Two pieces of credential information are required for users:

$email          human identifier
$fingerprint    license identifier

Email#

A validated email address is required. We assume you know how to use email and keep it safe.

Fingerprint#

A private key is generated for each XCOMPUTE license. Each private key has an associated fingerprint. A private key generates signed certificates to validate identities and connections.

  • If a viable key/cert is not found, XCOMPUTE will request a new set from XWS using the specified credentials.

  • Certificates expire 31 days after they are signed; automatic renewal will occur as required.

$fingerprint.key : digital license private key (permanent)
$fingerprint.crt : semi-public certificate (transient)
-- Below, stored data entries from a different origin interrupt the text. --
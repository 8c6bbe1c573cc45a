mod cmd;
mod config_path;
mod output;

use clap::{Parser, Subcommand};
use cmd::config::ConfigSubcommand;
use std::path::PathBuf;

#[derive(Parser)]
#[command(
    name = "sunrise",
    about = "Wake the display when Sunshine reports it missing",
    version,
    propagate_version = true
)]
struct Cli {
    /// Config file (default: ./sunrise.yaml, ~/.config/sunrise/sunrise.yaml, /etc/sunrise/sunrise.yaml)
    #[arg(long, global = true, env = "SUNRISE_CONFIG")]
    config: Option<PathBuf>,

    /// Output as JSON
    #[arg(long, global = true, short = 'j')]
    json: bool,

    #[command(subcommand)]
    command: Commands,
}

#[derive(Subcommand)]
enum Commands {
    /// Watch the log and run the recovery sequence on new triggers
    Run {
        /// Check once immediately and exit instead of looping
        #[arg(long)]
        once: bool,
    },

    /// Scan the log once and report what a fresh daemon would do, without running commands
    Check,

    /// Inspect and validate the config file
    Config {
        #[command(subcommand)]
        subcommand: ConfigSubcommand,
    },

    /// Write an example config file
    Init {
        /// Overwrite an existing file
        #[arg(long)]
        force: bool,
    },
}

fn main() {
    let cli = Cli::parse();

    let default_level = match &cli.command {
        Commands::Run { .. } => tracing::Level::INFO,
        _ => tracing::Level::WARN,
    };

    tracing_subscriber::fmt()
        .with_env_filter(
            tracing_subscriber::EnvFilter::builder()
                .with_default_directive(default_level.into())
                .from_env_lossy(),
        )
        .with_target(false)
        .with_writer(std::io::stderr)
        .init();

    let config = config_path::resolve_config(cli.config.as_deref());

    let result = match cli.command {
        Commands::Run { once } => cmd::run::run(&config, once),
        Commands::Check => cmd::check::run(&config, cli.json),
        Commands::Config { subcommand } => cmd::config::run(&config, subcommand, cli.json),
        Commands::Init { force } => cmd::init::run(&config, force),
    };

    if let Err(e) = result {
        eprintln!("error: {e:#}");
        std::process::exit(1);
    }
}
use crate::output::{print_fields, print_json};
use anyhow::Context;
use std::path::Path;
use sunrise_core::observe::read_observation;
use sunrise_core::tracker::{Detection, OccurrenceTracker};

use super::load_settings;

/// Scan the log the way the daemon's first tick would, without acting on it.
pub fn run(config_path: &Path, json: bool) -> anyhow::Result<()> {
    let settings = load_settings(config_path)?;
    let observation = read_observation(&settings.log_path)
        .with_context(|| format!("unable to read log file {}", settings.log_path.display()))?;

    let mut tracker = OccurrenceTracker::new(settings.trigger.clone());
    let scan = tracker.observe(&observation);

    if json {
        print_json(&serde_json::json!({
            "log_path": settings.log_path,
            "trigger": settings.trigger,
            "size": observation.size,
            "lines": observation.lines.len(),
            "scan": scan,
        }))?;
        return Ok(());
    }

    let mut fields = vec![
        ("log", settings.log_path.display().to_string()),
        ("trigger", settings.trigger.clone()),
        ("size", format!("{} bytes, {} lines", observation.size, observation.lines.len())),
        ("matching lines", scan.matching_lines.to_string()),
        ("unparsable", scan.unparsable_lines.to_string()),
    ];
    match &scan.detection {
        Detection::NewTrigger(event) => {
            fields.push(("status", "trigger present; a new daemon would wake the display".into()));
            fields.push(("latest", event.timestamp.to_rfc3339()));
            fields.push(("line", event.line.clone()));
        }
        Detection::NoTrigger => fields.push(("status", "no trigger in log".into())),
        Detection::AlreadyHandled { handled_at } => {
            fields.push(("status", "already handled".into()));
            fields.push(("latest", handled_at.to_rfc3339()));
        }
    }
    print_fields(&fields);
    Ok(())
}
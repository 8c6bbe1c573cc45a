use std::path::{Path, PathBuf};

pub const CONFIG_FILE: &str = "sunrise.yaml";
pub const SYSTEM_CONFIG: &str = "/etc/sunrise/sunrise.yaml";

/// Resolve the config file path.
///
/// Priority:
/// 1. `--config` flag / `SUNRISE_CONFIG` env var (passed in as `explicit`)
/// 2. `./sunrise.yaml`
/// 3. `$HOME/.config/sunrise/sunrise.yaml`
/// 4. `/etc/sunrise/sunrise.yaml`, whether or not it exists
pub fn resolve_config(explicit: Option<&Path>) -> PathBuf {
    let cwd = std::env::current_dir().unwrap_or_else(|_| PathBuf::from("."));
    resolve_from(explicit, &cwd, home::home_dir().as_deref())
}

fn resolve_from(explicit: Option<&Path>, cwd: &Path, home: Option<&Path>) -> PathBuf {
    if let Some(p) = explicit {
        return p.to_path_buf();
    }

    let local = cwd.join(CONFIG_FILE);
    if local.is_file() {
        return local;
    }

    if let Some(home) = home {
        let user = user_config(home);
        if user.is_file() {
            return user;
        }
    }

    PathBuf::from(SYSTEM_CONFIG)
}

fn user_config(home: &Path) -> PathBuf {
    home.join(".config").join("sunrise").join(CONFIG_FILE)
}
Keys and certificates are auto-managed by XCOMPUTE. Certificates are reissued every 31 days to maintain high-grade security.

Machine Id#

A third credential is provided by your computer, a machine identifier hash (aka “mash”) anonymously identifies the end-point.

The mash can be checked:

./xcompute-server --mash

or

./xcompute-client --mash

Security and Logistics#

These three credentials are never exposed by xcompute technologies and together make a powerful security trifecta. They are just about as strong as the measures wielder has in place.

Network Encryption#

Our X509 infrastructure provides 4096-bit security over WAN by establishing an advanced encryption standard (AES/GCM) connection via SSL/TLS handshake.

License Transfer#

If for some reason a mash changes, or you’d like to transfer the license to another computer, login to your account profile and copy the fingerprint associated with the mash into the field under “Unassign Machine/License” and click UNASSIGN to free the license. Now the license is free to be re-assigned (using the same email/user).